-- Opening Marker --

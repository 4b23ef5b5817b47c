mod config;
mod db;
mod entities;
mod error;
mod models;
mod pagination;
mod reconcile;
mod routes;
mod seed;
mod service;
mod store;

use std::sync::Arc;

use tower_http::{
    cors::{Any, CorsLayer},
    trace::TraceLayer,
};

use crate::{config::Config, service::MovieService};

#[derive(Clone)]
pub struct AppState {
    pub config: Arc<Config>,
    pub movies: MovieService,
}

#[tokio::main]
async fn main() -> anyhow::Result<()> {
    tracing_subscriber::fmt()
        .with_env_filter(
            std::env::var("RUST_LOG")
                .unwrap_or_else(|_| "info,theater=debug,sqlx=warn".to_string()),
        )
        .init();

    let config = Arc::new(Config::from_env()?);

    let db = db::connect_and_migrate(&config.database_url, config.db_max_connections).await?;
    let movies = MovieService::new(db, format!("{}/movies/", config.api_prefix));

    if let Some(path) = &config.seed_csv {
        let report = seed::seed_from_path(&movies, path).await?;
        tracing::info!(
            path = %path.display(),
            inserted = report.inserted,
            skipped = report.skipped,
            "seed step complete"
        );
    }

    let state = Arc::new(AppState { config: config.clone(), movies });

    let app = routes::router(state)
        .layer(CorsLayer::new().allow_origin(Any).allow_headers(Any).allow_methods(Any))
        .layer(TraceLayer::new_for_http());

    let listener = tokio::net::TcpListener::bind(config.addr).await?;
    tracing::info!(addr = %config.addr, prefix = %config.api_prefix, "listening");
    axum::serve(listener, app).await?;

    Ok(())
}
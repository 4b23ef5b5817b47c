use std::{net::SocketAddr, path::PathBuf};

use anyhow::Context;

#[derive(Clone, Debug)]
pub struct Config {
    pub addr: SocketAddr,
    pub database_url: String,
    pub db_max_connections: u32,
    /// Mount point of the movie routes, e.g. `/api/v1/theater`.
    pub api_prefix: String,
    pub seed_csv: Option<PathBuf>,
}

impl Config {
    pub fn from_env() -> anyhow::Result<Self> {
        dotenvy::dotenv().ok();

        let host = std::env::var("HOST").unwrap_or_else(|_| "0.0.0.0".to_string());
        let port: u16 =
            std::env::var("PORT").unwrap_or_else(|_| "8000".to_string()).parse().context("PORT")?;

        let database_url = std::env::var("DATABASE_URL")
            .unwrap_or_else(|_| "sqlite://theater.db?mode=rwc".to_string());

        let db_max_connections: u32 = std::env::var("DB_MAX_CONNECTIONS")
            .ok()
            .map(|s| s.parse().context("DB_MAX_CONNECTIONS"))
            .transpose()?
            .unwrap_or(5);

        let api_prefix = normalize_prefix(
            &std::env::var("API_PREFIX").unwrap_or_else(|_| "/api/v1/theater".to_string()),
        );

        let seed_csv = std::env::var("SEED_CSV")
            .or_else(|_| std::env::var("PATH_TO_MOVIES_CSV"))
            .ok()
            .filter(|s| !s.trim().is_empty())
            .map(PathBuf::from);

        Ok(Self {
            addr: format!("{host}:{port}").parse().context("HOST/PORT")?,
            database_url,
            db_max_connections: db_max_connections.max(1),
            api_prefix,
            seed_csv,
        })
    }
}

/// Leading slash, no trailing slash; the root prefix becomes the empty string.
pub fn normalize_prefix(raw: &str) -> String {
    let trimmed = raw.trim().trim_matches('/');
    if trimmed.is_empty() { String::new() } else { format!("/{trimmed}") }
}
use sea_orm::{
    ColumnTrait, ConnectionTrait, DatabaseBackend, DatabaseConnection, DatabaseTransaction, DbErr,
    EntityTrait, IntoActiveModel, PaginatorTrait, QueryFilter, QueryOrder, QuerySelect, RuntimeErr, SqlErr,
    Statement, TransactionTrait, sea_query::Expr, sqlx,
};

use crate::entities::{
    MovieLink, NaturalKey, movie, movie_actor, movie_genre, movie_language,
};

/// Unique-index rejections are reported separately from other storage
/// failures so callers can re-read or answer with a conflict.
pub fn is_unique_violation(err: &DbErr) -> bool {
    matches!(err.sql_err(), Some(SqlErr::UniqueConstraintViolation(_)))
}

const SQLITE_BUSY: i32 = 5;
const SQLITE_LOCKED: i32 = 6;

/// The database refused the statement because another connection holds the
/// write lock. Extended codes such as `SQLITE_BUSY_SNAPSHOT` count too.
pub fn is_busy(err: &DbErr) -> bool {
    let runtime = match err {
        DbErr::Conn(e) | DbErr::Exec(e) | DbErr::Query(e) => e,
        _ => return false,
    };
    match runtime {
        RuntimeErr::SqlxError(sqlx::Error::Database(db_err)) => db_err
            .code()
            .and_then(|code| code.parse::<i32>().ok())
            .is_some_and(|code| matches!(code & 0xff, SQLITE_BUSY | SQLITE_LOCKED)),
        _ => false,
    }
}

/// Opens a transaction that holds the SQLite write lock from its first
/// statement, the way `BEGIN IMMEDIATE` does. Concurrent writers queue on the
/// busy timeout instead of failing to upgrade a read snapshot mid-transaction.
pub async fn begin_write(db: &DatabaseConnection) -> Result<DatabaseTransaction, DbErr> {
    let txn = db.begin().await?;
    if txn.get_database_backend() == DatabaseBackend::Sqlite {
        txn.execute(Statement::from_string(DatabaseBackend::Sqlite, "DELETE FROM movies WHERE 0"))
            .await?;
    }
    Ok(txn)
}

pub async fn find_movie<C: ConnectionTrait>(
    conn: &C,
    id: i32,
) -> Result<Option<movie::Model>, DbErr> {
    movie::Entity::find_by_id(id).one(conn).await
}

pub async fn find_movie_by_key<C: ConnectionTrait>(
    conn: &C,
    name: &str,
    date: &str,
) -> Result<Option<movie::Model>, DbErr> {
    movie::Entity::find()
        .filter(movie::Column::Name.eq(name))
        .filter(movie::Column::Date.eq(date))
        .one(conn)
        .await
}

pub async fn count_movies<C: ConnectionTrait>(conn: &C) -> Result<u64, DbErr> {
    movie::Entity::find().count(conn).await
}

/// Newest first.
pub async fn movie_page<C: ConnectionTrait>(
    conn: &C,
    offset: u64,
    limit: u64,
) -> Result<Vec<movie::Model>, DbErr> {
    movie::Entity::find()
        .order_by_desc(movie::Column::Id)
        .offset(offset)
        .limit(limit)
        .all(conn)
        .await
}

pub async fn find_by_key<T, C>(conn: &C, key: &str) -> Result<Option<T::Model>, DbErr>
where
    T: NaturalKey,
    C: ConnectionTrait,
{
    T::find().filter(T::key_column().eq(key)).one(conn).await
}

/// Tags attached to a movie through junction `L`, in the order they were
/// linked. One query per relation, so rows never multiply across relations.
pub async fn linked_tags<L, C>(
    conn: &C,
    movie_id: i32,
) -> Result<Vec<<L::Tag as EntityTrait>::Model>, DbErr>
where
    L: MovieLink,
    C: ConnectionTrait,
{
    let tag_ids: Vec<i32> = L::find()
        .filter(L::movie_column().eq(movie_id))
        .order_by_asc(Expr::cust("rowid"))
        .all(conn)
        .await?
        .iter()
        .map(L::tag_id)
        .collect();

    if tag_ids.is_empty() {
        return Ok(Vec::new());
    }

    let mut tags = <L::Tag as EntityTrait>::find()
        .filter(<L::Tag as NaturalKey>::id_column().is_in(tag_ids.clone()))
        .all(conn)
        .await?;
    tags.sort_by_key(|tag| {
        let id = <L::Tag as NaturalKey>::id(tag);
        tag_ids.iter().position(|&linked| linked == id)
    });
    Ok(tags)
}

/// Replaces the whole association set of `movie_id` in junction `L`.
pub async fn replace_links<L, C>(conn: &C, movie_id: i32, tag_ids: &[i32]) -> Result<(), DbErr>
where
    L: MovieLink,
    C: ConnectionTrait,
    L::Model: IntoActiveModel<L::ActiveModel>,
{
    L::delete_many().filter(L::movie_column().eq(movie_id)).exec(conn).await?;

    if tag_ids.is_empty() {
        return Ok(());
    }

    L::insert_many(tag_ids.iter().map(|&tag_id| L::link(movie_id, tag_id)))
        .exec_without_returning(conn)
        .await?;
    Ok(())
}

/// Removes a movie with its junction rows. Referenced tags stay.
pub async fn delete_movie_cascade<C: ConnectionTrait>(conn: &C, movie_id: i32) -> Result<u64, DbErr> {
    replace_links::<movie_genre::Entity, _>(conn, movie_id, &[]).await?;
    replace_links::<movie_actor::Entity, _>(conn, movie_id, &[]).await?;
    replace_links::<movie_language::Entity, _>(conn, movie_id, &[]).await?;

    let res = movie::Entity::delete_by_id(movie_id).exec(conn).await?;
    Ok(res.rows_affected)
}
use sea_orm_migration::{prelude::*, schema::*};

#[derive(DeriveMigrationName)]
pub struct Migration;

#[async_trait::async_trait]
impl MigrationTrait for Migration {
    async fn up(&self, manager: &SchemaManager) -> Result<(), DbErr> {
        create_link_table(
            manager,
            MoviesGenres::Table,
            MoviesGenres::MovieId,
            MoviesGenres::GenreId,
            Genres::Table,
            Genres::Id,
        )
        .await?;

        create_link_table(
            manager,
            ActorsMovies::Table,
            ActorsMovies::MovieId,
            ActorsMovies::ActorId,
            Actors::Table,
            Actors::Id,
        )
        .await?;

        create_link_table(
            manager,
            MoviesLanguages::Table,
            MoviesLanguages::MovieId,
            MoviesLanguages::LanguageId,
            Languages::Table,
            Languages::Id,
        )
        .await?;

        Ok(())
    }

    async fn down(&self, manager: &SchemaManager) -> Result<(), DbErr> {
        manager.drop_table(Table::drop().table(MoviesLanguages::Table).to_owned()).await?;
        manager.drop_table(Table::drop().table(ActorsMovies::Table).to_owned()).await?;
        manager.drop_table(Table::drop().table(MoviesGenres::Table).to_owned()).await?;
        Ok(())
    }
}

/// Junction keyed on (movie, tag). Rows go away with either side.
async fn create_link_table<L, T>(
    manager: &SchemaManager<'_>,
    table: L,
    movie_id: L,
    tag_id: L,
    tag_table: T,
    tag_pk: T,
) -> Result<(), DbErr>
where
    L: Iden + Copy + 'static,
    T: Iden + Copy + 'static,
{
    manager
        .create_table(
            Table::create()
                .table(table)
                .if_not_exists()
                .col(integer(movie_id))
                .col(integer(tag_id))
                .primary_key(Index::create().col(movie_id).col(tag_id))
                .foreign_key(
                    ForeignKey::create()
                        .from(table, movie_id)
                        .to(Movies::Table, Movies::Id)
                        .on_delete(ForeignKeyAction::Cascade),
                )
                .foreign_key(
                    ForeignKey::create()
                        .from(table, tag_id)
                        .to(tag_table, tag_pk)
                        .on_delete(ForeignKeyAction::Cascade),
                )
                .to_owned(),
        )
        .await
}

#[derive(DeriveIden)]
enum Movies {
    Table,
    Id,
}

#[derive(Clone, Copy, DeriveIden)]
enum Genres {
    Table,
    Id,
}

#[derive(Clone, Copy, DeriveIden)]
enum Actors {
    Table,
    Id,
}

#[derive(Clone, Copy, DeriveIden)]
enum Languages {
    Table,
    Id,
}

#[derive(Clone, Copy, DeriveIden)]
enum MoviesGenres {
    Table,
    MovieId,
    GenreId,
}

#[derive(Clone, Copy, DeriveIden)]
enum ActorsMovies {
    Table,
    MovieId,
    ActorId,
}

#[derive(Clone, Copy, DeriveIden)]
enum MoviesLanguages {
    Table,
    MovieId,
    LanguageId,
}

-- Closing Marker --

**About this task**
Beginning with the line holding "T::find().filter(T::key_column().eq(key)).one(conn).await" and ending with the line holding "Replaces the whole", write out the stretch of material above exactly; add no further lines.

**Answer to this task**
    T::find().filter(T::key_column().eq(key)).one(conn).await
}

/// Tags attached to a movie through junction `L`, in the order they were
/// linked. One query per relation, so rows never multiply across relations.
pub async fn linked_tags<L, C>(
    conn: &C,
    movie_id: i32,
) -> Result<Vec<<L::Tag as EntityTrait>::Model>, DbErr>
where
    L: MovieLink,
    C: ConnectionTrait,
{
    let tag_ids: Vec<i32> = L::find()
        .filter(L::movie_column().eq(movie_id))
        .order_by_asc(Expr::cust("rowid"))
        .all(conn)
        .await?
        .iter()
        .map(L::tag_id)
        .collect();

    if tag_ids.is_empty() {
        return Ok(Vec::new());
    }

    let mut tags = <L::Tag as EntityTrait>::find()
        .filter(<L::Tag as NaturalKey>::id_column().is_in(tag_ids.clone()))
        .all(conn)
        .await?;
    tags.sort_by_key(|tag| {
        let id = <L::Tag as NaturalKey>::id(tag);
        tag_ids.iter().position(|&linked| linked == id)
    });
    Ok(tags)
}

/// Replaces the whole association set of `movie_id` in junction `L`.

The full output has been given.